Try it:
Every line below that holds the string "analog" should be copied out.

Stored data
=== Section Start ===
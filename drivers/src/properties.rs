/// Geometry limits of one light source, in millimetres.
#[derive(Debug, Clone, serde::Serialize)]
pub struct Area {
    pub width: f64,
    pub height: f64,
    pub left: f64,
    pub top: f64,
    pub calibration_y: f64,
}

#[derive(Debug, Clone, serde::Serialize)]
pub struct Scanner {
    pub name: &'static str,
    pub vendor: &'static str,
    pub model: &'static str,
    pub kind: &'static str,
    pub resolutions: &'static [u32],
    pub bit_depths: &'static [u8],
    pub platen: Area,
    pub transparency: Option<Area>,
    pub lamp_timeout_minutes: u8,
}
=== Section End ===
=== Section Start ===
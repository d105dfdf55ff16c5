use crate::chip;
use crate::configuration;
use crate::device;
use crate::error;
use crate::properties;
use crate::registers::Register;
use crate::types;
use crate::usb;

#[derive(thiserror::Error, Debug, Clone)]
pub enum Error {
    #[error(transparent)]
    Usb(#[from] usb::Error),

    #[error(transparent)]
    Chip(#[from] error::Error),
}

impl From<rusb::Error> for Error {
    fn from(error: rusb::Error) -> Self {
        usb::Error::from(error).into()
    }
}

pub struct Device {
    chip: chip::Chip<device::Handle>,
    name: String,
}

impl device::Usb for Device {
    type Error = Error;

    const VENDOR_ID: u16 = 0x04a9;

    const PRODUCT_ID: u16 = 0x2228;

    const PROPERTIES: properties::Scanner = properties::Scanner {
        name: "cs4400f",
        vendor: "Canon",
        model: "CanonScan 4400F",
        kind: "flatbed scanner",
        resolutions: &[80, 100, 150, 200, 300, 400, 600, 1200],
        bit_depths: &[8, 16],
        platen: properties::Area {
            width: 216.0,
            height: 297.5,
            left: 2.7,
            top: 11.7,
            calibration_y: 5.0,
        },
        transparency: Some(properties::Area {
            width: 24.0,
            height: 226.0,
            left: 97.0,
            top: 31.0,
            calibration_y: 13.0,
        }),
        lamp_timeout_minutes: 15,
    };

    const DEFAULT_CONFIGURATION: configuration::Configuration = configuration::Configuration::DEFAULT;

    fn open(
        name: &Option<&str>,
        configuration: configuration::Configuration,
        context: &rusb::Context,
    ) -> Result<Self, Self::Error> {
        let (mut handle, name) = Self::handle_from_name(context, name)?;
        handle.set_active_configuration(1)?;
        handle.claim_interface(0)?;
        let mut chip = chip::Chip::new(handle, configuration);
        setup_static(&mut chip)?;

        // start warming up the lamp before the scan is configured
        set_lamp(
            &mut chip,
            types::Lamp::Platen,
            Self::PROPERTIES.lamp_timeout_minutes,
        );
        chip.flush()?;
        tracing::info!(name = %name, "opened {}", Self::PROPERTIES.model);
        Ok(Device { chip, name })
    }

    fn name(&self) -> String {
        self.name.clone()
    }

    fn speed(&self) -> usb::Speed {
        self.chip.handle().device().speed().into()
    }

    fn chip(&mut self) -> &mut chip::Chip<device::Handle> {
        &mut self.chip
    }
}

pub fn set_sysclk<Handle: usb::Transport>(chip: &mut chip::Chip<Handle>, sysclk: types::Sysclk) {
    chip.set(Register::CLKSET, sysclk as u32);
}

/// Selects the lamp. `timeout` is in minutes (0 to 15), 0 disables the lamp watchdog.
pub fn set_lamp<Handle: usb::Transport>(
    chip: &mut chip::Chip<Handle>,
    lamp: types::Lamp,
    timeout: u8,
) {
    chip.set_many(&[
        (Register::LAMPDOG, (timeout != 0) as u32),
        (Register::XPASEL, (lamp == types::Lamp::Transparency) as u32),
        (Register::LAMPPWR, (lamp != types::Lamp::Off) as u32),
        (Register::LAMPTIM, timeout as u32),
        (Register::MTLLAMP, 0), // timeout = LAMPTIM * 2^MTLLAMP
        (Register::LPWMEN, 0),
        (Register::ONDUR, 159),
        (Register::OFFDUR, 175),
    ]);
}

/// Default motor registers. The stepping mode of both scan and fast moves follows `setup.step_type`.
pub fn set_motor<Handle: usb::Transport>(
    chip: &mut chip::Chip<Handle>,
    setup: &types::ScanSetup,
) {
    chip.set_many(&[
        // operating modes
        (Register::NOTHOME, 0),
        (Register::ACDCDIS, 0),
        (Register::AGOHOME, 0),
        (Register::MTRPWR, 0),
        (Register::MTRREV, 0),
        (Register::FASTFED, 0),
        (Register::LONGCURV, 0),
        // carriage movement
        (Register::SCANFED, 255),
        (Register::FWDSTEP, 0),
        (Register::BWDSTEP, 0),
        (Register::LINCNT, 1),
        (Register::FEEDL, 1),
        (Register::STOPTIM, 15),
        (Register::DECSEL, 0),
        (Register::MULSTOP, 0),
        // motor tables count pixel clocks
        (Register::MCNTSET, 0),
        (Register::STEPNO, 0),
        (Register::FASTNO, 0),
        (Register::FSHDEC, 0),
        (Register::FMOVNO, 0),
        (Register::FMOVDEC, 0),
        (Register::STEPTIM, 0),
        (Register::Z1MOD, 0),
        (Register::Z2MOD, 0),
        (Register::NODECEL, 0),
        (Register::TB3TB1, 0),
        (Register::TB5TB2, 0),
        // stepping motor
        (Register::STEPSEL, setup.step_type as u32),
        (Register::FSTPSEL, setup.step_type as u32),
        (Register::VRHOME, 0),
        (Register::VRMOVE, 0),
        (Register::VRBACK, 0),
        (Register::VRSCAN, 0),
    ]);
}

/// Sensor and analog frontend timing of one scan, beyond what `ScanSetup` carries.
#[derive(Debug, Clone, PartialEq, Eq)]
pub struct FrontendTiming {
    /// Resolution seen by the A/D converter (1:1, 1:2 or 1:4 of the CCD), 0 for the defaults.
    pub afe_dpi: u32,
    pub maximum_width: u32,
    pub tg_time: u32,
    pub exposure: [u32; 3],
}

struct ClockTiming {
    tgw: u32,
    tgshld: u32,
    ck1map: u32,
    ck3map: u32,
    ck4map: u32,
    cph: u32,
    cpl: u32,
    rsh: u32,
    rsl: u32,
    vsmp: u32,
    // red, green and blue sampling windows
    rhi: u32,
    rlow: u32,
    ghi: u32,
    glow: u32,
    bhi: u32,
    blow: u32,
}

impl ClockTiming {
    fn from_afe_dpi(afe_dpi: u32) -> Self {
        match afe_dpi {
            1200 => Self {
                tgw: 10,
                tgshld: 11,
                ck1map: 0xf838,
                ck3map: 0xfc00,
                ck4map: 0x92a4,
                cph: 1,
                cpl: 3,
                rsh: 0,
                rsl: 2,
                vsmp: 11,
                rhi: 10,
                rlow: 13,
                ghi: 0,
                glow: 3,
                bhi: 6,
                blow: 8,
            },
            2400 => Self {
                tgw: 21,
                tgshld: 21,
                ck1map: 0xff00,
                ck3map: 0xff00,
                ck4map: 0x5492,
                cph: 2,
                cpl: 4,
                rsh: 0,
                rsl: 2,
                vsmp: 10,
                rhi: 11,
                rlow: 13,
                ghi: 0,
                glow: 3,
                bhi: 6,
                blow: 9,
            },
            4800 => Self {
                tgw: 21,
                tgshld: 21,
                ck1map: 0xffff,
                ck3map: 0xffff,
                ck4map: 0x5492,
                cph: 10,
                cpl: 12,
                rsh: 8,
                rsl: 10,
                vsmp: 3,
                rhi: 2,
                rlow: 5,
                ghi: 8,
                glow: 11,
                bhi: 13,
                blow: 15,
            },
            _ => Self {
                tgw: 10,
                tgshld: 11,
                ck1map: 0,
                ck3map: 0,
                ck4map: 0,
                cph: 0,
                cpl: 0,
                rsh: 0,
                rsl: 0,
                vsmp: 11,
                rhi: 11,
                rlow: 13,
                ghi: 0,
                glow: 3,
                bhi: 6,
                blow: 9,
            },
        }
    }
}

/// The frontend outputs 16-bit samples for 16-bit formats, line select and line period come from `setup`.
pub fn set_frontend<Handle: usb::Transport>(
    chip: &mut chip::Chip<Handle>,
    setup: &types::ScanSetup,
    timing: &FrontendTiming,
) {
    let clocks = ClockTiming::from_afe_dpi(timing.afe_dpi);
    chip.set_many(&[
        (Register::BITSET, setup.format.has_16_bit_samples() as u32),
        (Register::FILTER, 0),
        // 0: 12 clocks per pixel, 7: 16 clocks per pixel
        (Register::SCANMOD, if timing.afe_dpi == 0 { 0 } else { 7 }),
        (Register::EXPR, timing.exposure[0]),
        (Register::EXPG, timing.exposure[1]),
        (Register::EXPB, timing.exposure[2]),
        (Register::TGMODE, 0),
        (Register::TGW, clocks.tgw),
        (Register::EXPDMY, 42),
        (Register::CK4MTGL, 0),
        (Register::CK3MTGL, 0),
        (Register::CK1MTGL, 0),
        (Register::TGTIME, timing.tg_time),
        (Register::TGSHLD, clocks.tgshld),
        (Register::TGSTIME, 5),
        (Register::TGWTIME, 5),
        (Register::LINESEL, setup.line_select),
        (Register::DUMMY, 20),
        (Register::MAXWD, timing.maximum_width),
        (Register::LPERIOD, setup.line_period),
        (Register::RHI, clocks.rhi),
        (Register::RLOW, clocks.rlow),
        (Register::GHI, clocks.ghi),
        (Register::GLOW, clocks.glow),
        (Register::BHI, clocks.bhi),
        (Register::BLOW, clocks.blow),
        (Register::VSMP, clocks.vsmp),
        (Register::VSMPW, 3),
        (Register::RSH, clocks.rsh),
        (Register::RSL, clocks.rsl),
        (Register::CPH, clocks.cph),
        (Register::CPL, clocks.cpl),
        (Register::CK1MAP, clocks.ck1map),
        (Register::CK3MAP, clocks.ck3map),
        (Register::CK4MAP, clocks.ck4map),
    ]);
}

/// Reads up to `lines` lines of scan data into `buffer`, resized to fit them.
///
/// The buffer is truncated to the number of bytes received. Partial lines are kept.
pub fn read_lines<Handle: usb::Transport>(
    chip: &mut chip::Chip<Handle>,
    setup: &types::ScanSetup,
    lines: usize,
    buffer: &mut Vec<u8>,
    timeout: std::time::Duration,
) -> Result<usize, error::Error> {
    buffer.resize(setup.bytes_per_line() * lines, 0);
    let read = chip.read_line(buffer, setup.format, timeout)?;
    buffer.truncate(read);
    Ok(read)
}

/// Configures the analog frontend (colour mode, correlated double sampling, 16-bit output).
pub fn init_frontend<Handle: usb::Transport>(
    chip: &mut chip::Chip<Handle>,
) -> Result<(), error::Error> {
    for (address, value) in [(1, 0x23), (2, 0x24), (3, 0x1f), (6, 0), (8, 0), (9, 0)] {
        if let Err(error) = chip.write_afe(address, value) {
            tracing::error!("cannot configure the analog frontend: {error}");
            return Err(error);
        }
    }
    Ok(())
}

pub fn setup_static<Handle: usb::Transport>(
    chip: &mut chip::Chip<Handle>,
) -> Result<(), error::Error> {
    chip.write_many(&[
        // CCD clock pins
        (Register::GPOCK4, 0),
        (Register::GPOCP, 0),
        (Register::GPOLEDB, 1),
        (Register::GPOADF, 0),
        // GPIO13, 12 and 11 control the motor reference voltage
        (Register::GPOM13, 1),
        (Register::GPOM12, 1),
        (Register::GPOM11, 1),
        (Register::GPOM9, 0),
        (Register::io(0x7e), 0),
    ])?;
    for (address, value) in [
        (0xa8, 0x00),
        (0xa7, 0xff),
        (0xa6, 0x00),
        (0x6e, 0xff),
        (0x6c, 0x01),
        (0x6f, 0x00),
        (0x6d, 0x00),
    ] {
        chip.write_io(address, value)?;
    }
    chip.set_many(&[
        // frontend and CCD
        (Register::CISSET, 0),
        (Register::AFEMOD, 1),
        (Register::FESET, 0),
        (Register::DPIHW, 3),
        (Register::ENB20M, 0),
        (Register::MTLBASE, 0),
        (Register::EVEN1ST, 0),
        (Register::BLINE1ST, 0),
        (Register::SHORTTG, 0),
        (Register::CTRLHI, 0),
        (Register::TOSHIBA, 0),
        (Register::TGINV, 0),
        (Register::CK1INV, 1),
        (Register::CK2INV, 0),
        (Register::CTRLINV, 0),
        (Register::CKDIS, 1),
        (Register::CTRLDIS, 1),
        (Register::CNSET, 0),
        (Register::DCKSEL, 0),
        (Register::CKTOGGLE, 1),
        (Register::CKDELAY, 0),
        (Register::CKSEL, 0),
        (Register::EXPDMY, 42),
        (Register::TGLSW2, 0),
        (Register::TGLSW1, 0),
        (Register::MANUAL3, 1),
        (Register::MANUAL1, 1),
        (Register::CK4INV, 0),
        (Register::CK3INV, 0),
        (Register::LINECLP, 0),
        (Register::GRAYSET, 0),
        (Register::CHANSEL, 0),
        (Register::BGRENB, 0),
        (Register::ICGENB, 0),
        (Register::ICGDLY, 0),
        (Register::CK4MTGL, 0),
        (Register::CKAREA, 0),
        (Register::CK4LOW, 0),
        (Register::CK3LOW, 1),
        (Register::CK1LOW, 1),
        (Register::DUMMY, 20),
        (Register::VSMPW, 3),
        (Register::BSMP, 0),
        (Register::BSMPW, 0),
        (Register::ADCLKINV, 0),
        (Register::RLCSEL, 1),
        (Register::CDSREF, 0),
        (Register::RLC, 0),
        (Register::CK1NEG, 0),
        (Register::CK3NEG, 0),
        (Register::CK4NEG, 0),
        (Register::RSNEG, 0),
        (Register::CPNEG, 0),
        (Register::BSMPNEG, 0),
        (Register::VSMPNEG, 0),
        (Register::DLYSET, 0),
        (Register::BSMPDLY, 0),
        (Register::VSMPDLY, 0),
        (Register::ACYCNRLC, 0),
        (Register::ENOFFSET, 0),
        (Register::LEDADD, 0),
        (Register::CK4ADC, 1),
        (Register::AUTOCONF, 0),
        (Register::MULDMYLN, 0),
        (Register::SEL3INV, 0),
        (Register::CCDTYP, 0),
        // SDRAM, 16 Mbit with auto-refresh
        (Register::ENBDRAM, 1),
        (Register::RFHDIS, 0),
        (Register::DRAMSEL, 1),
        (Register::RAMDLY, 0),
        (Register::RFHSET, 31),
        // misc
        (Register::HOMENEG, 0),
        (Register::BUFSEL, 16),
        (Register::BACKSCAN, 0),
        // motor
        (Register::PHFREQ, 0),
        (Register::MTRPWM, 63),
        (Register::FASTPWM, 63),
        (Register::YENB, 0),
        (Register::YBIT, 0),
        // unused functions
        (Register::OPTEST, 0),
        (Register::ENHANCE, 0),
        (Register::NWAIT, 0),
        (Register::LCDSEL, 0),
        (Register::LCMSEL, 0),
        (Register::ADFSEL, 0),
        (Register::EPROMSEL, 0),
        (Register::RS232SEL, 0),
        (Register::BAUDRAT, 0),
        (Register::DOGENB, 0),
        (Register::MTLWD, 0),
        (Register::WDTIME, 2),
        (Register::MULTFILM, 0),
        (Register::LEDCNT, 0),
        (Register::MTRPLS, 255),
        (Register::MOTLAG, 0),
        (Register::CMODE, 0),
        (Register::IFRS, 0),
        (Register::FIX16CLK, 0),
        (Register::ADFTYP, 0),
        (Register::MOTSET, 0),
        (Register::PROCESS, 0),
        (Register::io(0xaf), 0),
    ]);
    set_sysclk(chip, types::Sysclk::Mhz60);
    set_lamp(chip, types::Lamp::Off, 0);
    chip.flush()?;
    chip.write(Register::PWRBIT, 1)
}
=== Section End ===
Completed exercise:
/// Sensor and analog frontend timing of one scan, beyond what `ScanSetup` carries.
/// Configures the analog frontend (colour mode, correlated double sampling, 16-bit output).
            tracing::error!("cannot configure the analog frontend: {error}");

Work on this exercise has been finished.